Synopsis
This text is designed for laboratory workers and clinicians but should also be useful for other healthcare workers. The authors assume that the reader has access to a computer with statistical software for inspection and analysis of data. The book has four main parts. Chapter 1 describes the different kinds of data and statistical analyses that can be applied to them. Topics include how to assess the shape of distributions, how to transform data, when to use parametric and non-parametric tests, and how to check data input and deal with outliers. Chapter 2 deals with the inaccuracy, imprecision, detection limits, analytical goals and other aspects of analytical methods used in laboratory medicine, and explains how to compare both quantitative and qualitative analytical methods. Chapter 3 describes how to obtain and use data for diagnosis and for specificity of tests and how to design parallel and sequential test strategies. It discusses the use of ROC analyses, Baye's theorem and likelihood ratios and describes how to determine the Number Needed to Treat. Chapter 4 deals with study design, analysis and reporting in medical research.
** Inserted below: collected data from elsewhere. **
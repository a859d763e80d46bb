use uuid::Uuid;

use crate::domain::repository::{PasswordHasher, Store};
use crate::domain::types::{Measurement, Survey, User};
use crate::error::ApiError;
use crate::usecase::{ModelManager, expect};

pub struct CreateUserInput {
    pub name: String,
    pub email: String,
    pub password: String,
}

#[derive(Default)]
pub struct UpdateUserInput {
    pub name: Option<String>,
    pub email: Option<String>,
    pub password: Option<String>,
}

impl<R: Store, H: PasswordHasher> ModelManager<R, H> {
    // ── Create ───────────────────────────────────────────────────────────────

    pub async fn create_user(&self, input: CreateUserInput) -> Result<User, ApiError> {
        validate_user_fields(&input.name, &input.email, &input.password)?;
        if self.repo.find_user_by_email(&input.email).await?.is_some() {
            return Err(ApiError::EmailAlreadyExists);
        }
        let user = User {
            id: Uuid::now_v7(),
            name: input.name,
            email: input.email,
            password: self.hasher.hash(&input.password).await?,
        };
        self.repo.insert_user(&user).await?;
        tracing::info!(user_id = %user.id, "user created");
        Ok(user)
    }

    /// Insert the configured root user if absent, or check the stored one against
    /// configuration.
    pub async fn ensure_root_user(&self, password: &str) -> Result<User, ApiError> {
        let root = &self.access.root_user;
        if let Some(stored) = self.repo.find_user(root.id).await? {
            if !root.matches(&stored) {
                return Err(ApiError::RootUserMismatch);
            }
            return Ok(stored);
        }
        validate_user_fields(&root.name, &root.email, password)?;
        if self.repo.find_user_by_email(&root.email).await?.is_some() {
            return Err(ApiError::EmailAlreadyExists);
        }
        let user = User {
            id: root.id,
            name: root.name.clone(),
            email: root.email.clone(),
            password: self.hasher.hash(password).await?,
        };
        self.repo.insert_user(&user).await?;
        tracing::info!(user_id = %user.id, "root user created");
        Ok(user)
    }

    // ── Read ─────────────────────────────────────────────────────────────────

    pub async fn find_user(&self, id: Uuid) -> Result<User, ApiError> {
        expect(self.repo.find_user(id).await?, ApiError::UserNotFound)
    }

    pub async fn find_user_by_email(&self, email: &str) -> Result<User, ApiError> {
        expect(
            self.repo.find_user_by_email(email).await?,
            ApiError::UserNotFound,
        )
    }

    pub async fn list_users(&self) -> Result<Vec<User>, ApiError> {
        self.repo.list_users().await
    }

    /// Creator of the survey.
    pub async fn find_survey_owner(&self, survey: &Survey) -> Result<User, ApiError> {
        self.find_user(survey.user_id).await
    }

    /// Creator of the survey the measurement was taken in.
    pub async fn find_measurement_owner(
        &self,
        measurement: &Measurement,
    ) -> Result<User, ApiError> {
        let survey = expect(
            self.repo.find_survey(measurement.survey_id).await?,
            ApiError::SurveyNotFound,
        )?;
        self.find_survey_owner(&survey).await
    }

    // ── Update ───────────────────────────────────────────────────────────────

    pub async fn update_user(&self, id: Uuid, input: UpdateUserInput) -> Result<User, ApiError> {
        let mut user = self.find_user(id).await?;
        if user.id == self.access.root_user.id && (input.name.is_some() || input.email.is_some())
        {
            return Err(ApiError::PreconditionFailed(
                "root user identity is fixed by configuration",
            ));
        }
        if let Some(name) = input.name {
            if name.trim().is_empty() {
                return Err(ApiError::InvalidInput("name must not be empty"));
            }
            user.name = name;
        }
        if let Some(email) = input.email {
            if email.trim().is_empty() {
                return Err(ApiError::InvalidInput("email must not be empty"));
            }
            if let Some(other) = self.repo.find_user_by_email(&email).await? {
                if other.id != user.id {
                    return Err(ApiError::EmailAlreadyExists);
                }
            }
            user.email = email;
        }
        if let Some(password) = input.password {
            if password.is_empty() {
                return Err(ApiError::InvalidInput("password must not be empty"));
            }
            user.password = self.hasher.hash(&password).await?;
        }
        self.repo.update_user(&user).await?;
        tracing::info!(user_id = %user.id, "user updated");
        Ok(user)
    }

    // ── Delete ───────────────────────────────────────────────────────────────

    pub async fn delete_user(&self, id: Uuid) -> Result<(), ApiError> {
        let user = self.find_user(id).await?;
        if user.id == self.access.root_user.id {
            return Err(ApiError::PreconditionFailed("root user cannot be deleted"));
        }
        if self.repo.user_has_dependents(user.id).await? {
            return Err(ApiError::HasDependents("user"));
        }
        if !self.repo.delete_user(user.id).await? {
            return Err(ApiError::UserNotFound);
        }
        tracing::info!(user_id = %user.id, "user deleted");
        Ok(())
    }
}

fn validate_user_fields(name: &str, email: &str, password: &str) -> Result<(), ApiError> {
    if name.trim().is_empty() {
        return Err(ApiError::InvalidInput("name must not be empty"));
    }
    if email.trim().is_empty() {
        return Err(ApiError::InvalidInput("email must not be empty"));
    }
    if password.is_empty() {
        return Err(ApiError::InvalidInput("password must not be empty"));
    }
    Ok(())
}
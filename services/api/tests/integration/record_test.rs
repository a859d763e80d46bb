use uuid::Uuid;

use ecodatum_api::domain::types::{AbioticFactor, Survey};
use ecodatum_api::error::ApiError;
use ecodatum_api::usecase::image::{CreateImageInput, UpdateImageInput};
use ecodatum_api::usecase::measurement::UpdateMeasurementInput;
use ecodatum_domain::abiotic_factor::AbioticFactorName;
use ecodatum_domain::image_type::ImageTypeName;
use ecodatum_domain::measurement_unit::MeasurementUnitName;
use ecodatum_domain::role::RoleName;

use crate::helpers::{create_chain, create_root, create_user, setup};

fn image_input() -> CreateImageInput {
    CreateImageInput {
        base64_encoded: "R0lGODlhAQABAAAAACw=".to_owned(),
        description: Some("sampling point".to_owned()),
    }
}

// ── Measurements ─────────────────────────────────────────────────────────────

#[tokio::test]
async fn should_create_measurement_by_lookup_name() {
    let (_, manager) = setup();
    let chain = create_chain(&manager).await;

    let measurement = manager
        .create_measurement_by_name(
            &chain.owner,
            &chain.survey,
            18.5,
            AbioticFactorName::Water,
            MeasurementUnitName::TemperatureCelsius,
        )
        .await
        .unwrap();

    let factor = manager
        .get_abiotic_factor(AbioticFactorName::Water)
        .await
        .unwrap();
    assert_eq!(measurement.abiotic_factor_id, factor.id);
    assert_eq!(measurement.survey_id, chain.survey.id);
    assert_eq!(
        manager.find_measurement_owner(&measurement).await.unwrap(),
        chain.owner
    );
    assert_eq!(
        manager
            .list_measurements_for_survey(&chain.survey)
            .await
            .unwrap(),
        vec![measurement]
    );
}

#[tokio::test]
async fn should_fail_for_unpersisted_abiotic_factor() {
    let (_, manager) = setup();
    let chain = create_chain(&manager).await;
    let unit = manager
        .get_measurement_unit(MeasurementUnitName::LightIntensityLux)
        .await
        .unwrap();
    let ghost = AbioticFactor {
        id: Uuid::now_v7(),
        name: AbioticFactorName::Air,
    };

    let result = manager
        .create_measurement(&chain.owner, &chain.survey, 1.0, &ghost, &unit)
        .await;
    assert!(matches!(result, Err(ApiError::LookupNotFound(_))));
}

#[tokio::test]
async fn should_fail_for_unpersisted_survey() {
    let (_, manager) = setup();
    let chain = create_chain(&manager).await;
    let ghost = Survey {
        id: Uuid::now_v7(),
        ..chain.survey.clone()
    };

    let result = manager
        .create_measurement_by_name(
            &chain.owner,
            &ghost,
            1.0,
            AbioticFactorName::Soil,
            MeasurementUnitName::PhosphatePpm,
        )
        .await;
    assert!(matches!(result, Err(ApiError::SurveyNotFound)));
}

#[tokio::test]
async fn should_refuse_records_from_outsider() {
    let (store, manager) = setup();
    let chain = create_chain(&manager).await;
    let outsider = create_user(&manager, "outsider").await;

    let result = manager
        .create_note(&outsider, &chain.survey, "not mine".to_owned())
        .await;
    assert!(
        matches!(result, Err(ApiError::PreconditionFailed(_))),
        "expected PreconditionFailed, got {result:?}"
    );
    assert!(store.lock().notes.is_empty());
}

#[tokio::test]
async fn should_accept_records_from_member_and_root() {
    let (_, manager) = setup();
    let chain = create_chain(&manager).await;
    let member = create_user(&manager, "member").await;
    manager
        .add_user_to_organization_by_name(&member, &chain.organization, RoleName::Member)
        .await
        .unwrap();
    let root = create_root(&manager).await;

    manager
        .create_note(&member, &chain.survey, "turbid after rain".to_owned())
        .await
        .unwrap();
    manager
        .create_note(&root, &chain.survey, "checked".to_owned())
        .await
        .unwrap();

    let notes = manager.list_notes_for_survey(&chain.survey).await.unwrap();
    assert_eq!(notes.len(), 2);
}

#[tokio::test]
async fn should_update_measurement_value_only() {
    let (_, manager) = setup();
    let chain = create_chain(&manager).await;
    let measurement = manager
        .create_measurement_by_name(
            &chain.owner,
            &chain.survey,
            400.0,
            AbioticFactorName::Air,
            MeasurementUnitName::CarbonDioxidePpm,
        )
        .await
        .unwrap();

    let updated = manager
        .update_measurement(
            measurement.id,
            UpdateMeasurementInput {
                value: Some(412.0),
                ..Default::default()
            },
        )
        .await
        .unwrap();

    assert_eq!(updated.value, 412.0);
    assert_eq!(updated.abiotic_factor_id, measurement.abiotic_factor_id);
    assert_eq!(updated.measurement_unit_id, measurement.measurement_unit_id);
}

#[tokio::test]
async fn should_reject_non_finite_value() {
    let (_, manager) = setup();
    let chain = create_chain(&manager).await;

    let result = manager
        .create_measurement_by_name(
            &chain.owner,
            &chain.survey,
            f64::INFINITY,
            AbioticFactorName::Air,
            MeasurementUnitName::RelativeHumidityPercent,
        )
        .await;
    assert!(matches!(result, Err(ApiError::InvalidInput(_))));
}

// ── Notes ────────────────────────────────────────────────────────────────────

#[tokio::test]
async fn should_delete_note_and_then_miss_it() {
    let (_, manager) = setup();
    let chain = create_chain(&manager).await;
    let note = manager
        .create_note(&chain.owner, &chain.survey, "heron spotted".to_owned())
        .await
        .unwrap();

    let edited = manager
        .update_note(note.id, Some("two herons spotted".to_owned()))
        .await
        .unwrap();
    assert_eq!(edited.text, "two herons spotted");

    manager.delete_note(note.id).await.unwrap();
    let result = manager.find_note(note.id).await;
    assert!(matches!(result, Err(ApiError::NoteNotFound)));
    let result = manager.delete_note(note.id).await;
    assert!(matches!(result, Err(ApiError::NoteNotFound)));
}

// ── Images ───────────────────────────────────────────────────────────────────

#[tokio::test]
async fn should_create_and_partially_update_image() {
    let (_, manager) = setup();
    let chain = create_chain(&manager).await;
    let image = manager
        .create_image_by_name(&chain.owner, &chain.survey, ImageTypeName::Gif, image_input())
        .await
        .unwrap();

    let png = manager.get_image_type(ImageTypeName::Png).await.unwrap();
    let updated = manager
        .update_image(
            image.id,
            UpdateImageInput {
                image_type_id: Some(png.id),
                ..Default::default()
            },
        )
        .await
        .unwrap();

    assert_eq!(updated.image_type_id, png.id);
    assert_eq!(updated.base64_encoded, image.base64_encoded);
    assert_eq!(updated.description, image.description);
    assert_eq!(
        manager.list_images_for_survey(&chain.survey).await.unwrap(),
        vec![updated]
    );
}

#[tokio::test]
async fn should_fail_when_image_types_are_not_seeded() {
    let (store, manager) = setup();
    let chain = create_chain(&manager).await;
    store.lock().image_types.clear();

    let result = manager
        .create_image_by_name(&chain.owner, &chain.survey, ImageTypeName::Jpeg, image_input())
        .await;
    assert!(matches!(result, Err(ApiError::PreconditionFailed(_))));
}

#[tokio::test]
async fn should_delete_image_and_then_miss_it() {
    let (_, manager) = setup();
    let chain = create_chain(&manager).await;
    let image = manager
        .create_image_by_name(&chain.owner, &chain.survey, ImageTypeName::Png, image_input())
        .await
        .unwrap();

    manager.delete_image(image.id).await.unwrap();
    let result = manager.find_image(image.id).await;
    assert!(matches!(result, Err(ApiError::ImageNotFound)));
}
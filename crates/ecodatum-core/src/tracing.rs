use tracing_subscriber::{EnvFilter, fmt, layer::SubscriberExt, util::SubscriberInitExt};

/// Initialize structured stdout tracing. Call once at service startup.
///
/// Uses JSON format. The filter comes from `RUST_LOG`; when that is unset or
/// unparsable, `fallback` (e.g. `"info"`) is used instead.
/// Subsequent calls are silently ignored.
pub fn init_tracing(fallback: &str) {
    let filter = EnvFilter::try_from_default_env().unwrap_or_else(|_| EnvFilter::new(fallback));
    let _ = tracing_subscriber::registry()
        .with(filter)
        .with(fmt::layer().json())
        .try_init();
}
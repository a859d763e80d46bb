//! Domain vocabulary shared across EcoDatum crates.
//!
//! This crate contains only pure types with no framework dependencies.
//! The lookup enums here are the single source of the strings stored in the
//! seeded lookup tables.

pub mod abiotic_factor;
pub mod image_type;
pub mod lookup;
pub mod measurement_unit;
pub mod organization;
pub mod role;
pub mod user;
// Module name shadows the `serde` crate; use `::serde` for the external crate.
use ::serde::Serializer;
use chrono::{DateTime, SecondsFormat, Utc};

/// Serialize `DateTime<Utc>` as RFC 3339 with 3-digit fractional seconds.
pub fn to_rfc3339_ms<S>(dt: &DateTime<Utc>, s: S) -> Result<S::Ok, S::Error>
where
    S: Serializer,
{
    s.serialize_str(&dt.to_rfc3339_opts(SecondsFormat::Millis, true))
}
use sea_orm_migration::prelude::*;

#[derive(DeriveMigrationName)]
pub struct Migration;

#[async_trait::async_trait]
impl MigrationTrait for Migration {
    async fn up(&self, manager: &SchemaManager) -> Result<(), DbErr> {
        manager
            .create_table(
                Table::create()
                    .table(Notes::Table)
                    .if_not_exists()
                    .col(ColumnDef::new(Notes::Id).uuid().not_null().primary_key())
                    .col(ColumnDef::new(Notes::Text).text().not_null())
                    .col(ColumnDef::new(Notes::SurveyId).uuid().not_null())
                    .foreign_key(
                        ForeignKey::create()
                            .from(Notes::Table, Notes::SurveyId)
                            .to(Surveys::Table, Surveys::Id)
                            .on_delete(ForeignKeyAction::Restrict),
                    )
                    .to_owned(),
            )
            .await
    }

    async fn down(&self, manager: &SchemaManager) -> Result<(), DbErr> {
        manager
            .drop_table(Table::drop().table(Notes::Table).to_owned())
            .await
    }
}

#[derive(DeriveIden)]
enum Notes {
    Table,
    Id,
    Text,
    SurveyId,
}

#[derive(DeriveIden)]
enum Surveys {
    Table,
    Id,
}
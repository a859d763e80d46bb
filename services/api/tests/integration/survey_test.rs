use chrono::{TimeZone, Utc};

use ecodatum_api::error::ApiError;
use ecodatum_api::usecase::organization::CreateOrganizationInput;
use ecodatum_domain::abiotic_factor::AbioticFactorName;
use ecodatum_domain::measurement_unit::MeasurementUnitName;
use ecodatum_domain::role::RoleName;

use crate::helpers::{create_chain, create_root, create_user, setup, site_input};

// ── create_survey ────────────────────────────────────────────────────────────

#[tokio::test]
async fn should_let_any_member_start_survey() {
    let (_, manager) = setup();
    let chain = create_chain(&manager).await;
    let member = create_user(&manager, "member").await;
    manager
        .add_user_to_organization_by_name(&member, &chain.organization, RoleName::Member)
        .await
        .unwrap();
    let date = Utc.with_ymd_and_hms(2018, 4, 22, 9, 30, 0).unwrap();

    let survey = manager
        .create_survey(&member, &chain.site, Some(date))
        .await
        .unwrap();

    assert_eq!(survey.date, date);
    assert_eq!(survey.site_id, chain.site.id);
    assert_eq!(survey.user_id, member.id);
    assert_eq!(manager.find_survey_owner(&survey).await.unwrap(), member);
}

#[tokio::test]
async fn should_refuse_outsider() {
    let (store, manager) = setup();
    let chain = create_chain(&manager).await;
    let outsider = create_user(&manager, "outsider").await;

    let result = manager.create_survey(&outsider, &chain.site, None).await;
    assert!(
        matches!(result, Err(ApiError::PreconditionFailed(_))),
        "expected PreconditionFailed, got {result:?}"
    );
    assert_eq!(store.lock().surveys.len(), 1);
}

#[tokio::test]
async fn should_let_root_start_survey_without_membership() {
    let (_, manager) = setup();
    let chain = create_chain(&manager).await;
    let root = create_root(&manager).await;

    let survey = manager.create_survey(&root, &chain.site, None).await.unwrap();
    assert_eq!(survey.user_id, root.id);
}

// ── Reads ────────────────────────────────────────────────────────────────────

#[tokio::test]
async fn should_list_surveys_reachable_through_memberships() {
    let (_, manager) = setup();
    let chain = create_chain(&manager).await;
    let other_owner = create_user(&manager, "other").await;
    let other_org = manager
        .create_organization(
            &other_owner,
            CreateOrganizationInput {
                name: "Other Lab".to_owned(),
                description: None,
                code: "OTH001".to_owned(),
            },
        )
        .await
        .unwrap();
    let other_site = manager
        .create_site(&other_owner, &other_org, site_input("Dune"))
        .await
        .unwrap();
    let other_survey = manager
        .create_survey(&other_owner, &other_site, None)
        .await
        .unwrap();

    let mine = manager.find_surveys_by_user(&chain.owner).await.unwrap();
    assert_eq!(mine, vec![chain.survey.clone()]);

    let theirs = manager.find_surveys_by_user(&other_owner).await.unwrap();
    assert_eq!(theirs, vec![other_survey]);

    assert_eq!(manager.list_surveys().await.unwrap().len(), 2);
    assert_eq!(
        manager.list_surveys_for_site(&chain.site).await.unwrap(),
        vec![chain.survey]
    );
}

// ── update_survey / delete_survey ────────────────────────────────────────────

#[tokio::test]
async fn should_keep_date_when_no_new_date_given() {
    let (_, manager) = setup();
    let chain = create_chain(&manager).await;

    let unchanged = manager.update_survey(chain.survey.id, None).await.unwrap();
    assert_eq!(unchanged.date, chain.survey.date);

    let date = Utc.with_ymd_and_hms(2019, 1, 2, 3, 4, 5).unwrap();
    let moved = manager
        .update_survey(chain.survey.id, Some(date))
        .await
        .unwrap();
    assert_eq!(moved.date, date);
    assert_eq!(moved.site_id, chain.survey.site_id);
}

#[tokio::test]
async fn should_refuse_delete_while_records_exist() {
    let (_, manager) = setup();
    let chain = create_chain(&manager).await;
    let measurement = manager
        .create_measurement_by_name(
            &chain.owner,
            &chain.survey,
            7.2,
            AbioticFactorName::Water,
            MeasurementUnitName::AcidityPh,
        )
        .await
        .unwrap();

    let result = manager.delete_survey(chain.survey.id).await;
    assert!(matches!(result, Err(ApiError::HasDependents(_))));

    manager.delete_measurement(measurement.id).await.unwrap();
    manager.delete_survey(chain.survey.id).await.unwrap();
    let result = manager.find_survey(chain.survey.id).await;
    assert!(matches!(result, Err(ApiError::SurveyNotFound)));
}
use axum::{
    Json,
    extract::{Path, State},
    http::StatusCode,
};
use chrono::{DateTime, Utc};
use serde::{Deserialize, Serialize};
use uuid::Uuid;

use ecodatum_auth_types::IdentityHeaders;

use crate::domain::types::Survey;
use crate::error::ApiError;
use crate::handlers::image::ImageResponse;
use crate::handlers::measurement::MeasurementResponse;
use crate::handlers::note::NoteResponse;
use crate::state::AppState;

#[derive(Serialize)]
#[serde(rename_all = "camelCase")]
pub struct SurveyResponse {
    pub id: Uuid,
    #[serde(serialize_with = "ecodatum_core::serde::to_rfc3339_ms")]
    pub date: DateTime<Utc>,
    pub site_id: Uuid,
    pub user_id: Uuid,
}

impl From<Survey> for SurveyResponse {
    fn from(survey: Survey) -> Self {
        Self {
            id: survey.id,
            date: survey.date,
            site_id: survey.site_id,
            user_id: survey.user_id,
        }
    }
}

// ── GET /surveys ─────────────────────────────────────────────────────────────

pub async fn get_surveys(
    identity: IdentityHeaders,
    State(state): State<AppState>,
) -> Result<Json<Vec<SurveyResponse>>, ApiError> {
    let manager = state.manager();
    let caller = manager.resolve_caller(identity.user_id).await?;
    let surveys = manager.list_visible_surveys(&caller).await?;
    Ok(Json(surveys.into_iter().map(SurveyResponse::from).collect()))
}

// ── GET /surveys/{id} ────────────────────────────────────────────────────────

pub async fn get_survey(
    identity: IdentityHeaders,
    State(state): State<AppState>,
    Path(id): Path<Uuid>,
) -> Result<Json<SurveyResponse>, ApiError> {
    let manager = state.manager();
    let caller = manager.resolve_caller(identity.user_id).await?;
    let survey = manager.find_accessible_survey(&caller, id).await?;
    Ok(Json(survey.into()))
}

// ── GET /surveys/{id}/measurements ───────────────────────────────────────────

pub async fn get_survey_measurements(
    identity: IdentityHeaders,
    State(state): State<AppState>,
    Path(id): Path<Uuid>,
) -> Result<Json<Vec<MeasurementResponse>>, ApiError> {
    let manager = state.manager();
    let caller = manager.resolve_caller(identity.user_id).await?;
    let survey = manager.find_accessible_survey(&caller, id).await?;
    let measurements = manager.list_measurements_for_survey(&survey).await?;
    Ok(Json(
        measurements
            .into_iter()
            .map(MeasurementResponse::from)
            .collect(),
    ))
}

// ── GET /surveys/{id}/notes ──────────────────────────────────────────────────

pub async fn get_survey_notes(
    identity: IdentityHeaders,
    State(state): State<AppState>,
    Path(id): Path<Uuid>,
) -> Result<Json<Vec<NoteResponse>>, ApiError> {
    let manager = state.manager();
    let caller = manager.resolve_caller(identity.user_id).await?;
    let survey = manager.find_accessible_survey(&caller, id).await?;
    let notes = manager.list_notes_for_survey(&survey).await?;
    Ok(Json(notes.into_iter().map(NoteResponse::from).collect()))
}

// ── GET /surveys/{id}/images ─────────────────────────────────────────────────

pub async fn get_survey_images(
    identity: IdentityHeaders,
    State(state): State<AppState>,
    Path(id): Path<Uuid>,
) -> Result<Json<Vec<ImageResponse>>, ApiError> {
    let manager = state.manager();
    let caller = manager.resolve_caller(identity.user_id).await?;
    let survey = manager.find_accessible_survey(&caller, id).await?;
    let images = manager.list_images_for_survey(&survey).await?;
    Ok(Json(images.into_iter().map(ImageResponse::from).collect()))
}

// ── POST /surveys ────────────────────────────────────────────────────────────

#[derive(Deserialize)]
#[serde(rename_all = "camelCase")]
pub struct CreateSurveyRequest {
    pub site_id: Uuid,
    pub date: Option<DateTime<Utc>>,
}

pub async fn create_survey(
    identity: IdentityHeaders,
    State(state): State<AppState>,
    Json(body): Json<CreateSurveyRequest>,
) -> Result<(StatusCode, Json<SurveyResponse>), ApiError> {
    let manager = state.manager();
    let caller = manager.resolve_caller(identity.user_id).await?;
    let site = manager.find_accessible_site(&caller, body.site_id).await?;
    let survey = manager.create_survey(&caller, &site, body.date).await?;
    Ok((StatusCode::CREATED, Json(survey.into())))
}

// ── PUT /surveys/{id} ────────────────────────────────────────────────────────

#[derive(Deserialize)]
#[serde(rename_all = "camelCase")]
pub struct UpdateSurveyRequest {
    pub date: Option<DateTime<Utc>>,
}

pub async fn update_survey(
    identity: IdentityHeaders,
    State(state): State<AppState>,
    Path(id): Path<Uuid>,
    Json(body): Json<UpdateSurveyRequest>,
) -> Result<Json<SurveyResponse>, ApiError> {
    let manager = state.manager();
    let caller = manager.resolve_caller(identity.user_id).await?;
    let survey = manager.find_accessible_survey(&caller, id).await?;
    let survey = manager.update_survey(survey.id, body.date).await?;
    Ok(Json(survey.into()))
}

// ── DELETE /surveys/{id} ─────────────────────────────────────────────────────

pub async fn delete_survey(
    identity: IdentityHeaders,
    State(state): State<AppState>,
    Path(id): Path<Uuid>,
) -> Result<StatusCode, ApiError> {
    let manager = state.manager();
    let caller = manager.resolve_caller(identity.user_id).await?;
    let survey = manager.find_accessible_survey(&caller, id).await?;
    manager.delete_survey(survey.id).await?;
    Ok(StatusCode::NO_CONTENT)
}
use sea_orm_migration::prelude::*;

#[derive(DeriveMigrationName)]
pub struct Migration;

#[async_trait::async_trait]
impl MigrationTrait for Migration {
    async fn up(&self, manager: &SchemaManager) -> Result<(), DbErr> {
        manager
            .create_table(
                Table::create()
                    .table(Images::Table)
                    .if_not_exists()
                    .col(ColumnDef::new(Images::Id).uuid().not_null().primary_key())
                    .col(ColumnDef::new(Images::Base64Encoded).text().not_null())
                    .col(ColumnDef::new(Images::Description).string().null())
                    .col(ColumnDef::new(Images::ImageTypeId).uuid().not_null())
                    .col(ColumnDef::new(Images::SurveyId).uuid().not_null())
                    .foreign_key(
                        ForeignKey::create()
                            .from(Images::Table, Images::SurveyId)
                            .to(Surveys::Table, Surveys::Id)
                            .on_delete(ForeignKeyAction::Restrict),
                    )
                    .foreign_key(
                        ForeignKey::create()
                            .from(Images::Table, Images::ImageTypeId)
                            .to(ImageTypes::Table, ImageTypes::Id)
                            .on_delete(ForeignKeyAction::Restrict),
                    )
                    .to_owned(),
            )
            .await
    }

    async fn down(&self, manager: &SchemaManager) -> Result<(), DbErr> {
        manager
            .drop_table(Table::drop().table(Images::Table).to_owned())
            .await
    }
}

#[derive(DeriveIden)]
enum Images {
    Table,
    Id,
    Base64Encoded,
    Description,
    ImageTypeId,
    SurveyId,
}

#[derive(DeriveIden)]
enum Surveys {
    Table,
    Id,
}

#[derive(DeriveIden)]
enum ImageTypes {
    Table,
    Id,
}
Topics include the types of study needed for evidence-based medicine and for clinical audit and the practical aspects of research project management. It provides advice on the presentation of abstracts, posters, papers and theses and how to respond to referee's reports. The book ends with a broad review of the use of personal computers and software in medical science. The authors also include brief biographies of five scientists who made major contributions to the development of medical statistics and evidence-based medicine - Johann Gauss, R.A. Fisher, Edwards Deming, Austin Bradford Hill and Archie Cochrane.